Beefy Boxes and Bandwidth Generously Provided by pair Networks
good chemistry is complicated,
and a little bit messy -LW

Perl Rename

by Mad_Mac (Beadle)
on Jul 03, 2010 at 08:41 UTC ( #847883=perlquestion: print w/replies, xml ) Need Help??

Mad_Mac has asked for the wisdom of the Perl Monks concerning the following question:

I'm still fairly new to Perl. I'm working through some basics to improve my understanding. I tried to use Larry Wall's Perl rename script, but keep getting an error.

#!/usr/bin/perl -w $op = shift or die "Usage: rename expr [files]\n"; chomp(@ARGV = <STDIN>) unless @ARGV; for ( @ARGV ) { $was = $_; eval $op; die $@ if $@; rename ( $was, $_ ) unless $was eq $_; }

I have a directory of file titled something like "Blah Blah - 01 - Peter.txt" and "Blah Blah - 02 - Lois.txt", etc. I want to strip off the "Blah Blah - 01 - " part, so I tried the following commands:

perl 's/Blah Blah - \d{2} - //' * perl 's/^Blah Blah - \d{2} - //' *

and a couple of other variations. Each time I get the same error:

Can't find string terminator "'" anywhere before EOF at (eval 1) line 1

Am I doing something really stupid here? Did I copy the code wrong? Is something wrong with my regex?

I'm using Strawberry Perl 5.10.1 on W7 x64.


Replies are listed 'Best First'.
Re: Perl Rename
by BrowserUk (Patriarch) on Jul 03, 2010 at 08:59 UTC

    Try switching the 's for "s.

      Good idea. I should have thought of that. It get's rid of my error, but the test files aren't getting renamed.

      Hmmm ....

        Works for me if I invoke like this:

        rnm "s/Blah Blah - \d{2} - //" "Blah Blah - 01 - Peter.txt" "Blah Blah + - 02 - Lois.txt"

        Of course, that requires I supply the names of the files to be renamed because cmd.exe doesn't expand wildcards for you. If you want that to happen, you'll have to modify the script a little:

        #!/usr/bin/perl -w $op = shift or die "Usage: rename expr [files]\n"; chomp( @ARGV ); @ARGV = map glob, @ARGV; for ( @ARGV ) { $was = $_; eval $op; die $@ if $@; rename ( $was, $_ ) unless $was eq $_; }

        Then rnm "s/Blah Blah - \d{2} - //" *.txt works.

        Examine what is said, not who speaks -- Silence betokens consent -- Love the truth but pardon error.
        "Science is about questioning the status quo. Questioning authority".
        In the absence of evidence, opinion is indistinguishable from prejudice.
Re: Perl Rename
by Khen1950fx (Canon) on Jul 03, 2010 at 10:37 UTC
    Here's another way to do it:
    #!/usr/bin/perl use strict; use warnings; use File::DosGlob; my @ARGV = map { my @g = File::DosGlob::glob($_) if /[*?]/; @g ? @g : $_; } @ARGV; my $op = shift or die "Usage: rename expr [files]\n"; chomp( @ARGV = <STDIN>) unless @ARGV; for (@ARGV) { my $was = $_; eval $op; die $@ if $@; rename( $was, $_ ) unless $was eq $_ }

      Thanks! That works, but ... the point of my question was to not to find functional code, it was to improve my understanding. So, with that in mind, let me ask a follow-on question:

      It seems from the extra code you added at the beginning, that my problem was difference in the way glob works on Windows compared to *nix?

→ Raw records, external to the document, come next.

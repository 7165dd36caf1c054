//! Hardware access
//!
//! [`Hardware`] opens the physical resources a session needs. The Raspberry
//! Pi implementation lives in [`rpi`] behind the `rpi` feature; tests supply
//! their own.

use std::path::PathBuf;

use crate::config::SensorModel;
use crate::constants::paths;
use crate::error::Result;
use crate::pins::GpioMode;
use crate::pwm::PwmChannel;
use crate::sensor::SensorBackend;

pub trait Hardware: Send + Sync {
    /// Numbering the GPIO layer expects for line arguments
    fn numbering(&self) -> GpioMode;

    /// Start a PWM output on `line` at 0 % duty
    fn open_pwm(&self, line: u8, frequency_hz: f64) -> Result<Box<dyn PwmChannel>>;

    /// Open the direct DHT driver on `line`
    fn open_direct_sensor(&self, model: SensorModel, line: u8) -> Result<Box<dyn SensorBackend>>;

    /// Directory searched for the DHT overlay device
    fn platform_devices_root(&self) -> PathBuf {
        PathBuf::from(paths::PLATFORM_DEVICES)
    }
}

#[cfg(feature = "rpi")]
pub mod rpi {
    //! Raspberry Pi GPIO through rppal. rppal addresses lines by BCM number.

    use rppal::gpio::{Bias, Gpio, IoPin, Mode, OutputPin};
    use tracing::debug;

    use super::Hardware;
    use crate::config::SensorModel;
    use crate::error::{ChamberError, Result, SensorError};
    use crate::pins::GpioMode;
    use crate::pwm::{duty_ratio, PwmChannel};
    use crate::sensor::{DhtLine, DirectSensor, SensorBackend};

    pub struct RpiHardware {
        gpio: Gpio,
    }

    impl RpiHardware {
        pub fn new() -> Result<Self> {
            let gpio = Gpio::new().map_err(ChamberError::gpio)?;
            Ok(Self { gpio })
        }
    }

    impl Hardware for RpiHardware {
        fn numbering(&self) -> GpioMode {
            GpioMode::Bcm
        }

        fn open_pwm(&self, line: u8, frequency_hz: f64) -> Result<Box<dyn PwmChannel>> {
            let mut pin = self.gpio.get(line).map_err(ChamberError::gpio)?.into_output_low();
            pin.set_pwm_frequency(frequency_hz, 0.0).map_err(ChamberError::gpio)?;
            debug!(line, frequency_hz, "Software PWM started");
            Ok(Box::new(RpiPwm { pin, line, frequency_hz }))
        }

        fn open_direct_sensor(
            &self,
            model: SensorModel,
            line: u8,
        ) -> Result<Box<dyn SensorBackend>> {
            let mut pin = self.gpio.get(line).map_err(ChamberError::gpio)?.into_io(Mode::Input);
            pin.set_bias(Bias::PullUp);
            Ok(Box::new(DirectSensor::new(model, RpiDhtLine { pin })))
        }
    }

    struct RpiPwm {
        pin: OutputPin,
        line: u8,
        frequency_hz: f64,
    }

    impl PwmChannel for RpiPwm {
        fn line(&self) -> u8 {
            self.line
        }

        fn set_duty(&mut self, percent: u8) -> Result<()> {
            self.pin
                .set_pwm_frequency(self.frequency_hz, duty_ratio(percent))
                .map_err(|e| ChamberError::PwmWrite {
                    pin: self.line,
                    duty: percent,
                    reason: e.to_string(),
                })
        }

        fn stop(&mut self) -> Result<()> {
            self.pin.clear_pwm().map_err(ChamberError::gpio)?;
            self.pin.set_low();
            Ok(())
        }
    }

    struct RpiDhtLine {
        pin: IoPin,
    }

    impl DhtLine for RpiDhtLine {
        fn drive_low(&mut self) -> std::result::Result<(), SensorError> {
            self.pin.set_mode(Mode::Output);
            self.pin.set_low();
            Ok(())
        }

        fn release(&mut self) -> std::result::Result<(), SensorError> {
            self.pin.set_mode(Mode::Input);
            self.pin.set_bias(Bias::PullUp);
            Ok(())
        }

        fn is_high(&mut self) -> bool {
            self.pin.is_high()
        }
    }

}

      If that's the case, I only have a vague idea of what the additional code does. I am somewhat familiar with the map function, having used it to construct some SQL statements based on array values. Unfortunately, I don't follow exactly what's going on here. Could you explain it to me?

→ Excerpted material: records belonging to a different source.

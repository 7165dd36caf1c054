//! Constants and configuration values for SimpleChamber
//!
//! Centralizes the control gains, timing, hardware paths and defaults.
//! Add new magic numbers here rather than inline.

use std::time::Duration;

/// System paths
pub mod paths {
    /// Platform device directory where the DHT overlay registers itself
    pub const PLATFORM_DEVICES: &str = "/sys/devices/platform";

    /// Prefix of the overlay device directory. The dht11 overlay serves
    /// DHT11, DHT21 and DHT22 alike.
    pub const DHT_DEVICE_PREFIX: &str = "dht11";

    /// IIO device directory below the overlay device
    pub const IIO_DEVICE: &str = "iio:device0";

    /// Temperature endpoint (millidegrees Celsius)
    pub const TEMP_INPUT: &str = "in_temp_input";

    /// Relative humidity endpoint (milli-percent)
    pub const HUMIDITY_INPUT: &str = "in_humidityrelative_input";

    /// System configuration file
    pub const SYSTEM_CONFIG: &str = "/etc/simplechamber/config.json";

    /// Environment variable overriding the configuration path
    pub const CONFIG_ENV: &str = "SIMPLECHAMBER_CONFIG";
}

/// PI control law
pub mod control {
    /// Proportional gain
    pub const KP: f64 = 30.0;

    /// Integral gain
    pub const KI: f64 = 0.2;

    /// Anti-windup bound on the integral accumulator (both signs)
    pub const INTEGRAL_LIMIT: f64 = 100.0;

    /// Duty cycles at or below this percentage cannot spin the fan
    pub const DEAD_ZONE_PCT: u8 = 10;

    /// Restarting or slowing below this percentage needs a kick
    pub const KICK_THRESHOLD_PCT: u8 = 50;

    /// Duty applied during the anti-stall kick
    pub const KICK_DUTY_PCT: u8 = 100;

    pub const MAX_DUTY_PCT: u8 = 100;
}

/// Reading filter
pub mod filter {
    /// A drop of this many degrees (or more) between two samples is a glitch
    pub const GLITCH_DROP_CELSIUS: f64 = 2.0;
}

/// Timing values
pub mod timing {
    use super::Duration;

    /// Scheduler period. DHT sensors deliver at most one reading every 1.5-2 s.
    pub const TICK_PERIOD: Duration = Duration::from_secs(2);

    /// Hold time at full power before settling to a low duty
    pub const KICK_HOLD: Duration = Duration::from_millis(500);

    /// Attempts per tick for a sensor read
    pub const SENSOR_ATTEMPTS: u8 = 2;

    /// Consecutive tick failures between repeated error logs
    pub const ERROR_LOG_EVERY: u32 = 10;
}

/// PWM output
pub mod pwm {
    /// Software PWM frequency for the fan line
    pub const FREQUENCY_HZ: f64 = 100.0;
}

/// DHT single-wire protocol
pub mod dht {
    use super::Duration;

    /// Host start signal for DHT11
    pub const START_PULSE_DHT11: Duration = Duration::from_millis(18);

    /// Host start signal for DHT21/DHT22
    pub const START_PULSE_DHT22: Duration = Duration::from_millis(1);

    /// Longest time spent capturing a frame
    pub const FRAME_TIMEOUT: Duration = Duration::from_millis(10);

    /// Data bits in a frame
    pub const FRAME_BITS: usize = 40;

    /// High pulses per frame: release, response, then one per bit
    pub const FRAME_HIGH_PULSES: usize = FRAME_BITS + 2;

    /// High pulses longer than this are a one bit (0 is ~27 us, 1 is ~70 us)
    pub const ONE_BIT_THRESHOLD: Duration = Duration::from_micros(50);

    /// Reads started closer than this to the last successful measurement
    /// return that measurement. Below `timing::TICK_PERIOD`, so every tick
    /// measures.
    pub const MIN_INTERVAL_DHT11: Duration = Duration::from_secs(1);
    pub const MIN_INTERVAL_DHT22: Duration = Duration::from_millis(1500);
}

/// Configuration defaults and validation bounds
pub mod defaults {
    pub const FAN_ENABLED: bool = true;
    pub const MAX_TEMP_CELSIUS: f64 = 30.0;
    pub const SENSOR_PIN: u8 = 23;
    pub const FAN_PIN: i32 = 19;
    pub const SETTINGS_VERSION: u32 = 1;

    pub const MIN_SETPOINT_CELSIUS: f64 = -20.0;
    pub const MAX_SETPOINT_CELSIUS: f64 = 100.0;

    /// Highest BCM line exposed on the 40-pin header
    pub const MAX_BCM_LINE: u8 = 27;
}

#[cfg(test)]
mod tests {
    use super::*;

    #[test]
    fn test_kick_fits_inside_tick() {
        assert!(timing::KICK_HOLD < timing::TICK_PERIOD);
    }

    #[test]
    fn test_sensor_rest_shorter_than_tick() {
        assert!(dht::MIN_INTERVAL_DHT11 < timing::TICK_PERIOD);
        assert!(dht::MIN_INTERVAL_DHT22 < timing::TICK_PERIOD);
    }

    #[test]
    fn test_dead_zone_below_kick_threshold() {
        assert!(control::DEAD_ZONE_PCT < control::KICK_THRESHOLD_PCT);
        assert!(control::KICK_THRESHOLD_PCT < control::KICK_DUTY_PCT);
    }

    #[test]
    fn test_sampling_interval_not_faster_than_sensor() {
        assert!(timing::TICK_PERIOD >= dht::MIN_INTERVAL_DHT22);
    }
}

      Thanks for the help.

        You've hit a much deeper problem here:

        Passing Arguments

        On Systems derived from Unix (Linux, *BSD, and nearly every operating system with an X in its name, except for Windows XP), a program is invoked with an (ordered) list of arguments. This list was called the argument vector (from the mathematical term "vector" as a one-dimensional array of values), or short argv in C or @ARGV in perl. There is a minor difference between argv and @ARGV: The first element of argv is the name of the invoked program, the remaining elements are the "real" arguments. Perl's @ARGV contains only the "real" arguments, the program name is in $0, the result of a simple shift operation happening long before your code starts.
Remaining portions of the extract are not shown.